Sunday, June 03, 2007

Songnisan National Park: June 2nd and 3rd

I didn’t have to work on Saturday so I took the opportunity to escape to a local mountain for the weekend. The anticipation of having a relaxing weekend steadily increased throughout the ninety-minute bus ride to Songnisan National Park, as we made our way through rice paddies and small towns. The bus station is at the opposite end of town from the entrance to the national park. The quarter mile main strip was lined with restaurants and small touristy shops. I found a hotel for 30,000 Won (about $32) and dropped off my stuff. In addition to being well known for its beautiful scenery, Songnisan also boasts the tallest standing Buddha in Korea and a large temple complex.
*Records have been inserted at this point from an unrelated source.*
//! Extraction engine: the correlator and the orchestrator behind one event
//! interface.
//!
//! The engine owns all task and playlist state and is driven one event at a
//! time. Each call returns the [`Effects`] the caller has to carry out: host
//! commands to dispatch and messages to send. Nothing here performs I/O.

use tracing::{debug, info};

use crate::artifact::ArtifactMatcher;
use crate::codec::{Inbound, Outbound};
use crate::host::{HostCommand, HostEvent};
use crate::playlist::{PlaylistAction, PlaylistOrchestrator};
use crate::task::{Completion, ReturnAddress, TaskCorrelator};

/// Side effects produced by one engine turn.
#[derive(Debug, Default, PartialEq)]
pub struct Effects {
    pub host: Vec<HostCommand>,
    pub outbound: Vec<Outbound>,
    /// The controller asked us to stop.
    pub terminate: bool,
}

#[derive(Debug, Default)]
pub struct Engine {
    correlator: TaskCorrelator,
    playlists: PlaylistOrchestrator,
}

impl Engine {
    pub fn new(matcher: ArtifactMatcher, max_batch: usize) -> Self {
        Self {
            correlator: TaskCorrelator::new(matcher),
            playlists: PlaylistOrchestrator::new(max_batch),
        }
    }

    /// Dispatch one decoded controller message.
    pub fn handle_inbound(&mut self, msg: Inbound) -> Effects {
        let mut fx = Effects::default();
        match msg {
            Inbound::FetchLink { url, token } => {
                self.correlator
                    .submit(&url, ReturnAddress::Link { token }, &mut fx.host);
            }
            Inbound::FetchPlaylist { url, token } => {
                let mut actions = Vec::new();
                self.playlists.submit(&url, token, &mut actions);
                self.apply(actions, &mut fx);
            }
            Inbound::Ping => debug!("ping"),
            Inbound::Terminate => {
                info!("terminate requested by controller");
                fx = self.shutdown();
            }
            Inbound::Unsupported { code } => {
                debug!(code, "unsupported operation code ignored");
            }
        }
        fx
    }

    /// Dispatch one event reported by the host.
    pub fn handle_host_event(&mut self, event: HostEvent) -> Effects {
        let mut fx = Effects::default();
        match event {
            HostEvent::ProbeAllocated { link, result } => {
                if let Some(done) = self
                    .correlator
                    .on_probe_allocated(&link, result, &mut fx.host)
                {
                    self.deliver(done, &mut fx);
                }
            }
            HostEvent::RequestObserved { source, url } => {
                if let Some(done) = self.correlator.on_probe_event(source, &url, &mut fx.host) {
                    self.deliver(done, &mut fx);
                }
            }
            HostEvent::PlaylistExpanded { playlist, result } => {
                let mut actions = Vec::new();
                self.playlists.on_expanded(&playlist, result, &mut actions);
                self.apply(actions, &mut fx);
            }
        }
        fx
    }

    /// Route a completion to every return address it carries.
    fn deliver(&mut self, done: Completion, fx: &mut Effects) {
        for address in done.subscribers {
            match address {
                ReturnAddress::Link { token } => {
                    info!(link = %done.link, artifacts = done.collected.len(), "link fetched");
                    fx.outbound.push(Outbound::LinkFetched {
                        link: done.link.clone(),
                        data_links: done.collected.clone(),
                        token,
                    });
                }
                ReturnAddress::Playlist { playlist } => {
                    let mut actions = Vec::new();
                    self.playlists.on_task_complete(
                        &playlist,
                        &done.link,
                        done.collected.clone(),
                        &mut actions,
                    );
                    self.apply(actions, fx);
                }
            }
        }
    }

    fn apply(&mut self, actions: Vec<PlaylistAction>, fx: &mut Effects) {
        for action in actions {
            match action {
                PlaylistAction::Expand { playlist } => {
                    fx.host.push(HostCommand::Expand { playlist });
                }
                PlaylistAction::Submit { playlist, link } => {
                    self.correlator
                        .submit(&link, ReturnAddress::Playlist { playlist }, &mut fx.host);
                }
                PlaylistAction::Report(msg) => fx.outbound.push(msg),
            }
        }
    }

    /// Abandon all work: release every probe source and clear the queue.
    pub fn shutdown(&mut self) -> Effects {
        let mut fx = Effects {
            terminate: true,
            ..Effects::default()
        };
        let tasks = self.correlator.shutdown(&mut fx.host);
        let playlists = self.playlists.shutdown();
        info!(tasks, playlists, "engine shut down");
        fx
    }

    pub fn correlator(&self) -> &TaskCorrelator {
        &self.correlator
    }

    pub fn playlists(&self) -> &PlaylistOrchestrator {
        &self.playlists
    }
}

#[cfg(test)]
mod tests {
    use serde_json::json;

    use super::*;
    use crate::codec::CorrelationToken;
    use crate::host::{Expansion, PlaylistEntry, ProbeSourceId};

    const AUDIO: &str = "https://rr2.googlevideo.com/videoplayback?mime=audio%2Fmp4&rbuf=0";
    const VIDEO: &str = "https://rr2.googlevideo.com/videoplayback?mime=video%2Fmp4&rbuf=0";

    fn fetch_link(url: &str, token: &str) -> Inbound {
        Inbound::FetchLink {
            url: url.into(),
            token: CorrelationToken(json!(token)),
        }
    }

    /// Allocate `source` for `link` and feed both kinds.
    fn resolve(engine: &mut Engine, link: &str, source: u64) -> Effects {
        let mut fx = engine.handle_host_event(HostEvent::ProbeAllocated {
            link: link.into(),
            result: Ok(ProbeSourceId(source)),
        });
        for url in [AUDIO, VIDEO] {
            let next = engine.handle_host_event(HostEvent::RequestObserved {
                source: ProbeSourceId(source),
                url: url.into(),
            });
            fx.host.extend(next.host);
            fx.outbound.extend(next.outbound);
        }
        fx
    }

    fn allocations(fx: &Effects) -> Vec<&str> {
        fx.host
            .iter()
            .filter_map(|c| match c {
                HostCommand::Allocate { link } => Some(link.as_str()),
                _ => None,
            })
            .collect()
    }

    #[test]
    fn duplicate_fetch_link_yields_one_response_with_first_token() {
        let mut e = Engine::default();
        let first = e.handle_inbound(fetch_link("L", "t1"));
        let second = e.handle_inbound(fetch_link("L", "t2"));
        assert_eq!(allocations(&first), vec!["L"]);
        assert!(second.host.is_empty());

        let fx = resolve(&mut e, "L", 1);
        assert_eq!(
            fx.outbound,
            vec![Outbound::LinkFetched {
                link: "L".into(),
                data_links: vec![AUDIO.into(), VIDEO.into()],
                token: CorrelationToken(json!("t1")),
            }]
        );
        assert!(fx.host.contains(&HostCommand::Release {
            source: ProbeSourceId(1)
        }));
    }

    #[test]
    fn playlist_of_three_with_batch_of_two() {
        let mut e = Engine::new(ArtifactMatcher::default(), 2);
        let fx = e.handle_inbound(Inbound::FetchPlaylist {
            url: "P".into(),
            token: CorrelationToken(json!({"code": 1})),
        });
        assert_eq!(
            fx.host,
            vec![HostCommand::Expand {
                playlist: "P".into()
            }]
        );

        let entries = ["a", "b", "c"]
            .iter()
            .map(|l| PlaylistEntry {
                link: l.to_string(),
                title: l.to_uppercase(),
            })
            .collect();
        let fx = e.handle_host_event(HostEvent::PlaylistExpanded {
            playlist: "P".into(),
            result: Ok(Expansion { entries }),
        });
        assert_eq!(allocations(&fx), vec!["a", "b"]);
        assert_eq!(e.correlator().pending_len(), 2);

        let fx = resolve(&mut e, "a", 1);
        assert_eq!(allocations(&fx), vec!["c"]);
        assert!(fx.outbound.is_empty());

        let fx = resolve(&mut e, "b", 2);
        assert!(fx.outbound.is_empty());
        let fx = resolve(&mut e, "c", 3);
        match fx.outbound.as_slice() {
            [Outbound::PlaylistFetched { links, .. }] => {
                assert_eq!(links.len(), 3);
                assert_eq!(links[2].title, "C");
                assert_eq!(links[2].data_links.len(), 2);
            }
            other => panic!("unexpected {other:?}"),
        }
    }

    #[test]
    fn direct_and_playlist_requests_share_one_probe() {
        let mut e = Engine::new(ArtifactMatcher::default(), 2);
        e.handle_inbound(fetch_link("a", "t1"));
        e.handle_inbound(Inbound::FetchPlaylist {
            url: "P".into(),
            token: CorrelationToken::default(),
        });
        let fx = e.handle_host_event(HostEvent::PlaylistExpanded {
            playlist: "P".into(),
            result: Ok(Expansion::from_parallel(vec!["a".into()], vec![])),
        });
        assert!(allocations(&fx).is_empty());

        let fx = resolve(&mut e, "a", 1);
        assert_eq!(fx.outbound.len(), 2);
        assert!(matches!(fx.outbound[0], Outbound::LinkFetched { .. }));
        assert!(matches!(fx.outbound[1], Outbound::PlaylistFetched { .. }));
    }

    #[test]
    fn terminate_releases_sources_and_clears_state() {
        let mut e = Engine::default();
        e.handle_inbound(fetch_link("L", "t1"));
        e.handle_host_event(HostEvent::ProbeAllocated {
            link: "L".into(),
            result: Ok(ProbeSourceId(5)),
        });
        e.handle_inbound(Inbound::FetchPlaylist {
            url: "P".into(),
            token: CorrelationToken::default(),
        });
        let fx = e.handle_inbound(Inbound::Terminate);
        assert!(fx.terminate);
        assert_eq!(
            fx.host,
            vec![HostCommand::Release {
                source: ProbeSourceId(5)
            }]
        );
        assert_eq!(e.correlator().pending_len(), 0);
        assert_eq!(e.playlists().queued_len(), 0);
    }

    #[test]
    fn ping_and_unknown_codes_do_nothing() {
        let mut e = Engine::default();
        assert_eq!(e.handle_inbound(Inbound::Ping), Effects::default());
        assert_eq!(
            e.handle_inbound(Inbound::Unsupported { code: 6 }),
            Effects::default()
        );
    }
}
I wanted to spend some time there Saturday afternoon so that I’d be ready on Sunday just to do a long hike.

The Buddha is pretty spectacular; at 109 feet, the bronze sculpture is almost 150 tons. The complex, which includes a 5 story wooden pagoda and many smaller structures, dates back to AD 553. The complex was destroyed in a 1592 Japanese invasion and was rebuilt in 1624.

My hotel seemed like it would be nice and quiet. After eating pajeon (a seafood/spring onion pancake) at a restaurant nearby, I went back to the hotel and finished my book and watched the finals for an international breakdancing competition on TV (held in Seoul). Just when I was beginning to get tired, the noise began. TVs turned on, doors slammed and animated conversations carried through the thin walls. In the two weary hours I spent trying to get to sleep, I must have turned off my alarm. The shutters kept out all of the light, so when I woke up I didn't know what time it was. I decided just to get moving and leave my bad hotel experience behind me, even if I was up before my alarm was supposed to go off at 8. Imagine my distress and annoyance when I learned it was 10:50 am! Cursing everything, I hurriedly changed and threw all my stuff together. I was out of the hotel in fifteen minutes and was at the ticket booth at the park's entrance by 11:15. So much for an early start and a leisurely hike!

Anger must have propelled me to the top- I made it to the summit in 2 hours, though I was told it would take almost 3. I was annoyed with everything, particularly how I am in Korea. Luckily those thoughts temporarily disappeared. I had to focus on climbing the endless stone stairs to the summit. Once there, I plopped myself down on a rock and enjoyed the views. Aside from being able to see the touristy area at the base of the national park, everything was green or granite! Hurrah!

Instead of going down the same trail, I opted to walk along the ridge and then connect to a lower path. I ran into a hiking group along the way. The first encounter consisted of the usual "hello!" and "where are you from" pleasantries. They seemed either impressed or concerned that I was hiking by myself. I continued on but they passed me after about 20 minutes. A few minutes later I came up to a clearing which had huge boulders and flat rocks looking out into the valley. A few of them were taking pictures of the view but then they quickly turned their attention to me! They took pictures of me alone and then of me posing with a couple of the men. After that I went off the trail to eat some trail mix and take in the view by myself. I was ready to continue my descent, but I came across them again all sitting on a rock. This time they invited me to come sit with them and I was promptly offered honey water, chocolates and a tomato/potato puree. The other half of the group then beckoned me over towards them. I was handed a cup of makkeolli, Korean rice wine, and chopsticks to try some fish. I was also given cucumber and apple slices. They were all quite amused by the situation and I got a few high fives and handshakes. They were preparing to continue on and they invited me to walk with them. I have never gone so quickly down a mountain! It took some effort to keep up with them... Some of the men talked with me but the women barely looked at me. The level of communication was very low, but I learned that one of the men was an engineer and that another had a daughter my age. We finally made it back to the temple complex and took more pictures. They had to leave but we exchanged email addresses and promises to send one another the photos. Here is a picture of part of the group:

Celebrity mode did not wear off after the hiking group left. I was approached by two Koreans who wanted to take pictures with me. Then a few minutes later, a little girl came over and offered me a stick of gum. I got a few more hellos to round out the experience of being the only white person on the mountain that day.

I had a decent weekend overall, though next time I'll just catch an early bus and make it a day trip.


Blogger JaneM said...

A great story, nicely told. I think the New York Times would be interested in "Posts from South Korea".